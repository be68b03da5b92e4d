//! Parallel batch evaluation: (instrument × strategy variant) fan-out.
//!
//! One `DecisionEngine` is built per named variant up front, so a bad
//! configuration fails before any work starts. Jobs own their data; workers
//! share nothing mutable. Results come back in input order: for each job,
//! one result per variant in configuration order.

use rayon::prelude::*;
use serde::{Deserialize, Serialize};
use tracing::{debug, info};

use rsilab_core::config::EngineConfig;
use rsilab_core::domain::{Candle, InstitutionalMetrics, MarketSnapshot};
use rsilab_core::{ConfigHash, DecisionEngine, SignalDecision};

use crate::config::{RunnerConfig, RunnerError};

/// Owned inputs for one instrument at one evaluation bar.
#[derive(Debug, Clone, PartialEq, Serialize, Deserialize)]
pub struct EvaluationJob {
    pub symbol: String,
    pub candles: Vec<Candle>,
    pub rsi: Vec<f64>,
    #[serde(default)]
    pub obv: Vec<f64>,
    pub atr: Option<f64>,
    #[serde(default)]
    pub institutional: InstitutionalMetrics,
    #[serde(default)]
    pub htf_rsi: Option<Vec<f64>>,
}

impl EvaluationJob {
    pub fn snapshot(&self) -> MarketSnapshot<'_> {
        MarketSnapshot {
            symbol: &self.symbol,
            candles: &self.candles,
            rsi: &self.rsi,
            obv: &self.obv,
            atr: self.atr,
            institutional: &self.institutional,
            htf_rsi: self.htf_rsi.as_deref(),
        }
    }
}

/// Outcome of one (job, variant) pair.
#[derive(Debug, Clone, PartialEq, Serialize, Deserialize)]
pub struct JobResult {
    pub symbol: String,
    pub variant: String,
    pub config_hash: ConfigHash,
    /// The decision, or the message of a fatal input error.
    pub outcome: Result<SignalDecision, String>,
}

impl JobResult {
    pub fn decision(&self) -> Option<&SignalDecision> {
        self.outcome.as_ref().ok()
    }

    pub fn is_actionable(&self) -> bool {
        self.decision().is_some_and(SignalDecision::is_actionable)
    }
}

/// Evaluates jobs against every configured variant.
pub struct BatchEvaluator {
    variants: Vec<(String, DecisionEngine)>,
    pool: Option<rayon::ThreadPool>,
}

impl BatchEvaluator {
    /// Build engines for named configurations; `threads == 0` uses the
    /// global rayon pool.
    pub fn new(variants: Vec<(String, EngineConfig)>, threads: usize) -> Result<Self, RunnerError> {
        if variants.is_empty() {
            return Err(RunnerError::NoVariants);
        }
        let variants = variants
            .into_iter()
            .map(|(name, config)| Ok((name, DecisionEngine::new(config)?)))
            .collect::<Result<Vec<_>, RunnerError>>()?;
        let pool = if threads > 0 {
            Some(
                rayon::ThreadPoolBuilder::new()
                    .num_threads(threads)
                    .build()?,
            )
        } else {
            None
        };
        for (name, engine) in &variants {
            debug!(variant = %name, config_hash = engine.fingerprint().short(), "engine ready");
        }
        Ok(Self { variants, pool })
    }

    pub fn from_config(config: &RunnerConfig) -> Result<Self, RunnerError> {
        Self::new(config.engine_configs()?, config.threads)
    }

    pub fn variant_names(&self) -> impl Iterator<Item = &str> {
        self.variants.iter().map(|(name, _)| name.as_str())
    }

    /// Evaluate every job under every variant.
    pub fn evaluate(&self, jobs: &[EvaluationJob]) -> Vec<JobResult> {
        let pairs: Vec<(&EvaluationJob, &(String, DecisionEngine))> = jobs
            .iter()
            .flat_map(|job| self.variants.iter().map(move |variant| (job, variant)))
            .collect();

        let run = || -> Vec<JobResult> {
            pairs
                .par_iter()
                .map(|(job, (name, engine))| evaluate_one(job, name, engine))
                .collect()
        };
        let results = match &self.pool {
            Some(pool) => pool.install(run),
            None => run(),
        };

        let actionable = results.iter().filter(|r| r.is_actionable()).count();
        let errors = results.iter().filter(|r| r.outcome.is_err()).count();
        info!(
            jobs = jobs.len(),
            variants = self.variants.len(),
            actionable,
            errors,
            "batch evaluated"
        );
        results
    }
}

fn evaluate_one(job: &EvaluationJob, name: &str, engine: &DecisionEngine) -> JobResult {
    let outcome = engine
        .evaluate(&job.snapshot())
        .map_err(|e| e.to_string());
    if let Err(message) = &outcome {
        debug!(symbol = %job.symbol, variant = name, %message, "evaluation failed");
    }
    JobResult {
        symbol: job.symbol.clone(),
        variant: name.to_string(),
        config_hash: engine.fingerprint().clone(),
        outcome,
    }
}

impl std::fmt::Debug for BatchEvaluator {
    fn fmt(&self, f: &mut std::fmt::Formatter<'_>) -> std::fmt::Result {
        f.debug_struct("BatchEvaluator")
            .field("variants", &self.variant_names().collect::<Vec<_>>())
            .field("threads", &self.pool.as_ref().map(|p| p.current_num_threads()))
            .finish()
    }
}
----------
_YOUR OBJECTIVE_: Where the word "JobResult" is present in a line of the listing, copy that line.

_REPLY_:
pub struct JobResult {
impl JobResult {
    pub fn evaluate(&self, jobs: &[EvaluationJob]) -> Vec<JobResult> {
        let run = || -> Vec<JobResult> {
fn evaluate_one(job: &EvaluationJob, name: &str, engine: &DecisionEngine) -> JobResult {
    JobResult {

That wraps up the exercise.